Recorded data
§ §
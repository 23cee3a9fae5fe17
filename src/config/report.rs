//! Report export configuration

use serde::Deserialize;
use std::path::PathBuf;

/// Report export configuration
#[derive(Debug, Clone, Default, Deserialize)]
pub struct ReportConfig {
    /// Directory for exported reports; export is skipped when unset
    pub output_dir: Option<PathBuf>,
}

impl ReportConfig {
    /// Check if report export is enabled
    pub fn is_enabled(&self) -> bool {
        self.output_dir.is_some()
    }
}
//! Chapter definitions - cost line-item categories with per-area rates.

use serde::{Deserialize, Serialize};

use crate::domain::foundation::{ScenarioMap, ValidationError};

/// Chapter keys treated as MEP regardless of prefix.
const MEP_KEYS: &[&str] = &["mep", "mep_renov", "mep_interiores"];

/// Prefix identifying MEP chapters.
const MEP_PREFIX: &str = "mep_";

/// Chapter keys treated as architecture / finishes.
const ARCHITECTURE_KEYS: &[&str] = &[
    "acabados",
    "particiones",
    "carpinterias",
    "envolvente",
    "envolvente_mej",
    "techos",
    "obra_civil",
    "albanileria",
];

/// Inclusion tag of a chapter.
#[derive(Debug, Clone, Copy, PartialEq, Eq, Hash, Default, Serialize, Deserialize)]
#[serde(rename_all = "lowercase")]
pub enum ChapterBasis {
    #[default]
    Base,
    Optional,
}

/// Which factor family adjusts a chapter.
#[derive(Debug, Clone, Copy, PartialEq, Eq, Hash, Serialize, Deserialize)]
#[serde(rename_all = "snake_case")]
pub enum ChapterKind {
    /// Adjusted by the finishes factor.
    Architecture,
    /// Adjusted by the MEP-intensity factor.
    Mep,
    /// Not adjusted per chapter.
    Other,
}

impl ChapterKind {
    /// Classifies a chapter from its key.
    ///
    /// Only used when the catalog does not declare a kind explicitly; the
    /// result is stored on the definition at load time.
    pub fn infer_from_key(key: &str) -> Self {
        if key.starts_with(MEP_PREFIX) || MEP_KEYS.contains(&key) {
            ChapterKind::Mep
        } else if ARCHITECTURE_KEYS.contains(&key) {
            ChapterKind::Architecture
        } else {
            ChapterKind::Other
        }
    }

    /// Returns true for MEP chapters.
    pub fn is_mep(&self) -> bool {
        matches!(self, ChapterKind::Mep)
    }
}

/// Per-area rates of a chapter.
#[derive(Debug, Clone, PartialEq, Serialize)]
#[serde(untagged)]
pub enum RateForm {
    /// Separate rates for above-ground and below-ground area.
    Paired {
        above: ScenarioMap<f64>,
        below: ScenarioMap<f64>,
    },
    /// One rate applied to the above-ground (or only) area.
    Single { single: ScenarioMap<f64> },
}

impl RateForm {
    /// Returns true for the above/below form.
    pub fn is_paired(&self) -> bool {
        matches!(self, RateForm::Paired { .. })
    }
}

/// A chapter as declared in a module definition.
#[derive(Debug, Clone, PartialEq, Serialize, Deserialize)]
#[serde(try_from = "RawChapterDefinition")]
pub struct ChapterDefinition {
    pub key: String,
    pub label: String,
    pub basis: ChapterBasis,
    pub kind: ChapterKind,
    #[serde(flatten)]
    pub rates: RateForm,
}

impl ChapterDefinition {
    /// Creates a chapter with above/below rates; kind is derived from the key.
    pub fn paired(
        key: impl Into<String>,
        label: impl Into<String>,
        above: ScenarioMap<f64>,
        below: ScenarioMap<f64>,
    ) -> Self {
        let key = key.into();
        Self {
            kind: ChapterKind::infer_from_key(&key),
            key,
            label: label.into(),
            basis: ChapterBasis::Base,
            rates: RateForm::Paired { above, below },
        }
    }

    /// Creates a chapter with a single rate; kind is derived from the key.
    pub fn single(key: impl Into<String>, label: impl Into<String>, single: ScenarioMap<f64>) -> Self {
        let key = key.into();
        Self {
            kind: ChapterKind::infer_from_key(&key),
            key,
            label: label.into(),
            basis: ChapterBasis::Base,
            rates: RateForm::Single { single },
        }
    }

    /// Overrides the derived kind.
    pub fn with_kind(mut self, kind: ChapterKind) -> Self {
        self.kind = kind;
        self
    }

    /// Sets the inclusion basis.
    pub fn with_basis(mut self, basis: ChapterBasis) -> Self {
        self.basis = basis;
        self
    }
}

/// Chapter as it appears in configuration, before the rate form is checked.
#[derive(Debug, Deserialize)]
struct RawChapterDefinition {
    key: String,
    label: String,
    #[serde(default)]
    basis: ChapterBasis,
    #[serde(default)]
    kind: Option<ChapterKind>,
    #[serde(default)]
    above: Option<ScenarioMap<f64>>,
    #[serde(default)]
    below: Option<ScenarioMap<f64>>,
    #[serde(default)]
    single: Option<ScenarioMap<f64>>,
}

impl TryFrom<RawChapterDefinition> for ChapterDefinition {
    type Error = ValidationError;

    fn try_from(raw: RawChapterDefinition) -> Result<Self, Self::Error> {
        if raw.key.trim().is_empty() {
            return Err(ValidationError::empty_field("chapter.key"));
        }

        let rates = match (raw.above, raw.below, raw.single) {
            (Some(above), Some(below), None) => RateForm::Paired { above, below },
            (None, None, Some(single)) => RateForm::Single { single },
            _ => {
                return Err(ValidationError::invalid_format(
                    format!("chapter '{}'", raw.key),
                    "expected either 'above' and 'below' rates or a 'single' rate",
                ))
            }
        };

        let kind = raw
            .kind
            .unwrap_or_else(|| ChapterKind::infer_from_key(&raw.key));

        Ok(Self {
            key: raw.key,
            label: raw.label,
            basis: raw.basis,
            kind,
            rates,
        })
    }
}
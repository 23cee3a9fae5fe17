//! Use / Intervention Multiplier Applier and the global factor stage.

use serde::{Deserialize, Serialize};
use tracing::debug;

use super::{ChapterTable, EstimateOptions, EstimationError};
use crate::domain::catalog::{ChapterKind, ModuleDefinition, MultiplierOption, UseProfile};

/// Building-use multipliers in effect for a run, echoed for audit.
#[derive(Debug, Clone, Copy, PartialEq, Serialize, Deserialize)]
pub struct UseMultipliers {
    pub arch: f64,
    pub mep: f64,
    pub overall: f64,
}

impl UseMultipliers {
    /// No adjustment.
    pub const NEUTRAL: UseMultipliers = UseMultipliers {
        arch: 1.0,
        mep: 1.0,
        overall: 1.0,
    };

    /// Multiplier for a chapter of the given kind.
    ///
    /// MEP chapters take the MEP multiplier, everything else the
    /// architecture one; the overall multiplier applies to all.
    pub fn factor_for(&self, kind: ChapterKind) -> f64 {
        let class = if kind.is_mep() { self.mep } else { self.arch };
        class * self.overall
    }
}

impl Default for UseMultipliers {
    fn default() -> Self {
        Self::NEUTRAL
    }
}

impl From<&UseProfile> for UseMultipliers {
    fn from(profile: &UseProfile) -> Self {
        Self {
            arch: profile.arch,
            mep: profile.mep,
            overall: profile.overall,
        }
    }
}

/// Multiplier stages applied after the chapter table is built.
pub struct MultiplierApplier;

impl MultiplierApplier {
    /// Resolves the building-use profile for a run.
    ///
    /// # Edge Cases
    /// - Module does not apply use profiles, or has none: neutral
    /// - No building use selected: neutral
    ///
    /// # Errors
    /// `UnknownUseProfile` if a use is selected that the module's profiles
    /// do not define. An unrecognized use is never treated as neutral,
    /// unlike an absent one.
    pub fn resolve_use_profile(
        module_key: &str,
        module: &ModuleDefinition,
        building_use: Option<&str>,
    ) -> Result<UseMultipliers, EstimationError> {
        if !module.applies_use_profiles || module.use_profiles.is_empty() {
            return Ok(UseMultipliers::NEUTRAL);
        }
        let Some(building_use) = building_use else {
            return Ok(UseMultipliers::NEUTRAL);
        };

        module
            .use_profiles
            .get(building_use)
            .map(UseMultipliers::from)
            .ok_or_else(|| EstimationError::UnknownUseProfile {
                module: module_key.to_string(),
                building_use: building_use.to_string(),
            })
    }

    /// Applies use multipliers per chapter kind.
    pub fn apply_use_profile(table: &ChapterTable, multipliers: &UseMultipliers) -> ChapterTable {
        table.map_rows(|row| {
            let factor = multipliers.factor_for(row.kind);
            let mut scaled = row.scaled(factor);
            scaled.factor_use = factor;
            scaled
        })
    }

    /// Resolves the module-level scalar multiplier.
    ///
    /// The lookup key is the request option named by the module's rule, or
    /// the rule's fallback when absent. Modules without a rule use 1.0.
    ///
    /// # Errors
    /// For level-based options, a missing table or key is a configuration
    /// error. Use-based lookups fall back to 1.0.
    pub fn resolve_module_multiplier(
        module_key: &str,
        module: &ModuleDefinition,
        options: &EstimateOptions,
    ) -> Result<f64, EstimationError> {
        let Some(rule) = &module.module_multiplier else {
            return Ok(1.0);
        };

        let key = options
            .multiplier_key(rule.option)
            .unwrap_or(rule.fallback.as_str());
        let value = module
            .multiplier_table(&rule.table)
            .and_then(|table| table.get(key))
            .copied();

        match (value, rule.option) {
            (Some(value), _) => Ok(value),
            (None, MultiplierOption::Use) => {
                debug!(module = module_key, key, "No use multiplier, using 1.0");
                Ok(1.0)
            }
            (None, _) => match module.multiplier_table(&rule.table) {
                None => Err(EstimationError::MissingMultiplierTable {
                    module: module_key.to_string(),
                    table: rule.table.clone(),
                }),
                Some(_) => Err(EstimationError::UnknownMultiplierKey {
                    module: module_key.to_string(),
                    table: rule.table.clone(),
                    key: key.to_string(),
                }),
            },
        }
    }

    /// Applies the combined factor model times the module multiplier to
    /// every row, recording both on the row.
    pub fn apply_global(table: &ChapterTable, combined_factors: f64, module_multiplier: f64) -> ChapterTable {
        let global = combined_factors * module_multiplier;
        table.map_rows(|row| {
            let mut scaled = row.scaled(global);
            scaled.factor_global = global;
            scaled.factor_module = module_multiplier;
            scaled
        })
    }
}

#[cfg(test)]
mod tests {
    use super::*;
    use crate::domain::catalog::{
        ChapterDefinition, ModuleDefaults, ModuleMultiplierRule, USE_MULTIPLIERS_TABLE,
    };
    use crate::domain::estimation::ChapterTableBuilder;
    use crate::domain::foundation::{Scenario, ScenarioMap};
    use std::collections::BTreeMap;

    fn module() -> ModuleDefinition {
        let rate = |mid: f64| ScenarioMap::from_values(mid, mid, mid);
        let mut tables = BTreeMap::new();
        tables.insert(
            "intervention_multiplier".to_string(),
            BTreeMap::from([
                ("ligero".to_string(), 0.8),
                ("medio".to_string(), 1.0),
                ("intensivo".to_string(), 1.25),
            ]),
        );
        let mut profiles = BTreeMap::new();
        profiles.insert("hotel".to_string(), UseProfile::new(1.2, 1.5, 1.1));

        ModuleDefinition {
            label: "Reposicionamiento".to_string(),
            measurement: None,
            chapters: vec![
                ChapterDefinition::single("estructura", "Estructura", rate(100.0)),
                ChapterDefinition::single("mep_clima", "Climatización", rate(50.0)),
            ],
            defaults: ModuleDefaults {
                indirects_pct: ScenarioMap::uniform(0.1),
                soft_costs_pct: ScenarioMap::uniform(0.08),
                contingency_pct: ScenarioMap::uniform(0.07),
                gg_bi_pct: 0.05,
                multiplier_tables: tables,
            },
            use_profiles: profiles,
            use_multipliers: BTreeMap::from([("retail".to_string(), 1.15)]),
            applies_use_profiles: true,
            module_multiplier: Some(ModuleMultiplierRule {
                option: MultiplierOption::InterventionLevel,
                table: "intervention_multiplier".to_string(),
                fallback: "medio".to_string(),
            }),
            furniture_chapter: None,
            benchmark_lookup: None,
        }
    }

    fn table(module: &ModuleDefinition) -> ChapterTable {
        ChapterTableBuilder::build(module, Scenario::Mid, 10.0, 0.0, 1.0, 1.0).unwrap()
    }

    #[test]
    fn use_profile_scales_by_chapter_kind_then_overall() {
        let m = module();
        let use_mults = MultiplierApplier::resolve_use_profile("repo", &m, Some("hotel")).unwrap();
        let result = MultiplierApplier::apply_use_profile(&table(&m), &use_mults);

        // estructura: 1000 * 1.2 * 1.1, mep_clima: 500 * 1.5 * 1.1
        assert!((result.rows()[0].cost_direct - 1_320.0).abs() < 1e-9);
        assert!((result.rows()[1].cost_direct - 825.0).abs() < 1e-9);
        assert!((result.rows()[1].factor_use - 1.65).abs() < 1e-12);
    }

    #[test]
    fn no_building_use_is_neutral() {
        let m = module();
        let use_mults = MultiplierApplier::resolve_use_profile("repo", &m, None).unwrap();
        assert_eq!(use_mults, UseMultipliers::NEUTRAL);

        let before = table(&m);
        let after = MultiplierApplier::apply_use_profile(&before, &use_mults);
        assert_eq!(before.direct_total(), after.direct_total());
    }

    #[test]
    fn modules_without_use_profiles_ignore_selection() {
        let mut m = module();
        m.applies_use_profiles = false;
        let use_mults = MultiplierApplier::resolve_use_profile("repo", &m, Some("hotel")).unwrap();
        assert_eq!(use_mults, UseMultipliers::NEUTRAL);
    }

    #[test]
    fn unknown_building_use_is_configuration_error() {
        let m = module();
        let err = MultiplierApplier::resolve_use_profile("repo", &m, Some("estadio")).unwrap_err();
        assert!(matches!(err, EstimationError::UnknownUseProfile { .. }));
    }

    #[test]
    fn module_multiplier_uses_selected_option() {
        let m = module();
        let options = EstimateOptions {
            intervention_level: Some("intensivo".to_string()),
            ..EstimateOptions::default()
        };
        let value = MultiplierApplier::resolve_module_multiplier("repo", &m, &options).unwrap();
        assert_eq!(value, 1.25);
    }

    #[test]
    fn module_multiplier_falls_back_to_named_key() {
        let m = module();
        let value =
            MultiplierApplier::resolve_module_multiplier("repo", &m, &EstimateOptions::default()).unwrap();
        assert_eq!(value, 1.0);
    }

    #[test]
    fn unknown_level_key_is_configuration_error() {
        let m = module();
        let options = EstimateOptions {
            intervention_level: Some("extremo".to_string()),
            ..EstimateOptions::default()
        };
        let err = MultiplierApplier::resolve_module_multiplier("repo", &m, &options).unwrap_err();
        assert!(matches!(err, EstimationError::UnknownMultiplierKey { .. }));
    }

    #[test]
    fn missing_level_table_is_configuration_error() {
        let mut m = module();
        m.defaults.multiplier_tables.clear();
        let err =
            MultiplierApplier::resolve_module_multiplier("repo", &m, &EstimateOptions::default()).unwrap_err();
        assert!(matches!(err, EstimationError::MissingMultiplierTable { .. }));
    }

    #[test]
    fn use_based_lookup_defaults_to_neutral() {
        let mut m = module();
        m.module_multiplier = Some(ModuleMultiplierRule {
            option: MultiplierOption::Use,
            table: USE_MULTIPLIERS_TABLE.to_string(),
            fallback: "otros".to_string(),
        });

        let retail = EstimateOptions {
            use_key: Some("retail".to_string()),
            ..EstimateOptions::default()
        };
        assert_eq!(MultiplierApplier::resolve_module_multiplier("local", &m, &retail).unwrap(), 1.15);
        assert_eq!(
            MultiplierApplier::resolve_module_multiplier("local", &m, &EstimateOptions::default()).unwrap(),
            1.0
        );
    }

    #[test]
    fn global_stage_records_composed_factor() {
        let m = module();
        let result = MultiplierApplier::apply_global(&table(&m), 1.1, 1.25);

        for row in result.rows() {
            assert!((row.factor_global - 1.375).abs() < 1e-12);
            assert_eq!(row.factor_module, 1.25);
        }
        assert!((result.direct_total() - 1_500.0 * 1.375).abs() < 1e-9);
    }
}
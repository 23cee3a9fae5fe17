//! Top-down benchmark ratios used for calibration reference.

use serde::{Deserialize, Serialize};

use crate::domain::foundation::Scenario;

/// A benchmark €/area ratio per scenario for one building use or module.
#[derive(Debug, Clone, PartialEq, Serialize, Deserialize)]
pub struct BenchmarkRow {
    pub key: String,
    pub label: String,
    #[serde(default)]
    pub unit: String,
    #[serde(default)]
    pub pem_low: Option<f64>,
    #[serde(default)]
    pub pem_mid: Option<f64>,
    #[serde(default)]
    pub pem_high: Option<f64>,
}

impl BenchmarkRow {
    /// Creates a row with all three scenario rates.
    pub fn new(key: impl Into<String>, label: impl Into<String>, low: f64, mid: f64, high: f64) -> Self {
        Self {
            key: key.into(),
            label: label.into(),
            unit: "€/m²".to_string(),
            pem_low: Some(low),
            pem_mid: Some(mid),
            pem_high: Some(high),
        }
    }

    /// Returns the benchmark rate for a scenario, if present.
    pub fn rate(&self, scenario: Scenario) -> Option<f64> {
        match scenario {
            Scenario::Low => self.pem_low,
            Scenario::Mid => self.pem_mid,
            Scenario::High => self.pem_high,
        }
    }
}

/// Benchmark rows, looked up by exact key.
#[derive(Debug, Clone, Default, PartialEq, Serialize, Deserialize)]
#[serde(transparent)]
pub struct BenchmarkTable {
    rows: Vec<BenchmarkRow>,
}

impl BenchmarkTable {
    /// Creates a table from rows.
    pub fn new(rows: Vec<BenchmarkRow>) -> Self {
        Self { rows }
    }

    /// Finds the first row with the given key.
    pub fn find(&self, key: &str) -> Option<&BenchmarkRow> {
        self.rows.iter().find(|r| r.key == key)
    }

    /// Finds a city-specific row (`<key>_<city>`) before the generic one.
    pub fn find_for_city(&self, key: &str, city: Option<&str>) -> Option<&BenchmarkRow> {
        city.map(|c| format!("{}_{}", key, c.trim().to_lowercase()))
            .and_then(|city_key| self.find(&city_key))
            .or_else(|| self.find(key))
    }

    /// Returns all rows in declaration order.
    pub fn rows(&self) -> &[BenchmarkRow] {
        &self.rows
    }

    /// Returns true if the table has no rows.
    pub fn is_empty(&self) -> bool {
        self.rows.is_empty()
    }
}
§ §
■ **WORK INSTRUCTIONS**:
Every line above with the word "Hash" belongs in the answer, copied as written.

■ **TASK OUTPUT**:
#[derive(Debug, Clone, Copy, PartialEq, Eq, Hash, Default, Serialize, Deserialize)]
#[derive(Debug, Clone, Copy, PartialEq, Eq, Hash, Serialize, Deserialize)]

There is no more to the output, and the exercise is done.